The life cycle of a Cuban cockroach is very similar to other cockroach types in that a male and female mate and produce eggs, which develop into fully mature Cuban cockroaches. A female attracts males by excreting a pheromone that attracts male Cuban cockroaches only. They are not an aggressive cockroach, and as such, male Cuban cockroaches are continually seeking out places to dwell when confronted by other insects or even other pairs of the same species.

Female Cuban cockroaches will carry their nymphs inside them before giving birth to an ootheca, or sac, which contains her multiple eggs. She will nurture her young for a few weeks before they are able to fend for hemselves, a trait which exists in only a few roach species. Females may only produce up to 30 ootheca during her lifetime, or 1000 eggs, which is considerably lower than many other roaches who can lay upwards of 300,000 eggs per year.


Once the eggs have hatched, they come out as larvae. This is a developmental stage which consists  of multiple instars and is particularly essential to this species. The instar stages allow for feeding and then shedding to help accelerate growth, and it requires strict climate conditions. Larvae also feed on fruit and do not eat other plants or insects like other species of cockroach nymphs. The mother may leave at any point during this time if she flees her young will be self sufficient enough to survive on their own.

 

The final phase is adulthood where the cockroach reaches maturity. This is further signified by the growth and use of their wings, which make them skilled fliers. Females tend to be a quarter of an inch larger than males, and each will mate during the warmest months in spring time. They are closely related to termites, and unlike other roaches, are a sociable species who care and nurture for their young before becoming independent from their family once again.
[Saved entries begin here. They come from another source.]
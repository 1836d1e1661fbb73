//! SOCKS5 authentication
//!
//! Method negotiation followed by RFC 1929 username/password when the
//! front-end is configured to require it.

mod password;

pub use password::authenticate_password;

use super::consts::*;
use crate::config::SocksConfig;
use crate::error::{RelayError, Socks5Error};
use crate::protocol::write_all_bytes;
use tokio::io::{AsyncRead, AsyncReadExt, AsyncWrite, AsyncWriteExt};

/// Authentication method types
#[derive(Debug, Clone, Copy, PartialEq, Eq)]
pub enum AuthMethod {
    /// No authentication required
    None,
    /// Username/password authentication
    Password,
}

impl AuthMethod {
    /// Convert to SOCKS5 method byte
    pub fn to_byte(self) -> u8 {
        match self {
            AuthMethod::None => SOCKS5_AUTH_METHOD_NONE,
            AuthMethod::Password => SOCKS5_AUTH_METHOD_PASSWORD,
        }
    }
}

/// Negotiate a method and run it
///
/// Returns the method that was used once the client is authenticated.
pub async fn authenticate<S>(stream: &mut S, config: &SocksConfig) -> Result<AuthMethod, RelayError>
where
    S: AsyncRead + AsyncWrite + Unpin,
{
    let mut buf = [0u8; 2];
    stream.read_exact(&mut buf).await?;

    let version = buf[0];
    let num_methods = buf[1];

    if version != SOCKS5_VERSION {
        return Err(Socks5Error::UnsupportedVersion(version).into());
    }

    let mut methods = vec![0u8; num_methods as usize];
    stream.read_exact(&mut methods).await?;

    let selected = select_auth_method(&methods, config);
    let reply = selected
        .map(|m| m.to_byte())
        .unwrap_or(SOCKS5_AUTH_METHOD_NOT_ACCEPTABLE);
    write_all_bytes(stream, &[SOCKS5_VERSION, reply]).await?;
    stream.flush().await?;

    let method = selected.ok_or(Socks5Error::NoAcceptableMethod)?;
    if method == AuthMethod::Password {
        authenticate_password(stream, config).await?;
    }

    Ok(method)
}

fn select_auth_method(methods: &[u8], config: &SocksConfig) -> Option<AuthMethod> {
    if config.auth_required {
        if methods.contains(&SOCKS5_AUTH_METHOD_PASSWORD) {
            return Some(AuthMethod::Password);
        }
    } else {
        if methods.contains(&SOCKS5_AUTH_METHOD_NONE) {
            return Some(AuthMethod::None);
        }
        if methods.contains(&SOCKS5_AUTH_METHOD_PASSWORD) && config.has_credentials() {
            return Some(AuthMethod::Password);
        }
    }

    None
}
Pest Status of Cuban Cockroaches

Due to their exotic appearance, there are many who choose to keep Cuban cockroaches as pets. They are a non-invasive pet that can be kept in its own right, or similarly, they may also be kept by people or pet shops to feed other creatures, as they are considered to be a great live food source and are packed with protein. They have a unique appearance and diet which makes them exotic within the cockroach genus and are a firm favorite amongst roach collectors.

Cuban cockroaches are harmless in their presence and may only damage fresh fruit which has been left out, or has fallen from trees. They are not known to carry any disease and are unlikely to bite. Not capable of stinging, these creatures cause no significant concern for humans or pets. For most who want to get rid of them, they are a nuisance that they don't want around.

Cuban Cockroach Control

Cuban cockroaches can be a particularly troublesome problem, especially in the summer time where there are more of them around. Some preventative measures to keep Cuban cockroaches away include placing screens over windows and doorways and ensuring crawlspaces are adequately covered to prevent flying cuban roaches from finding their way inside by accident. Greenhouses should be monitored regularly for existence of reproduction.


It should also be noted that Cuban cockroaches hardly ever breed indoors, so if you have found signs of reproduction, ensure correct identification of the pest so that the correct treatment is applied.


There are a number of different methods to choose from for controlling Cuban cockroaches ranging from baits to liquid insecticides to be used as a barrier around a structure to discourage Cuban cockroaches from venturing on indoors.


Please ensure correct application as per the manufactures instructions when using baits or chemicals in your home.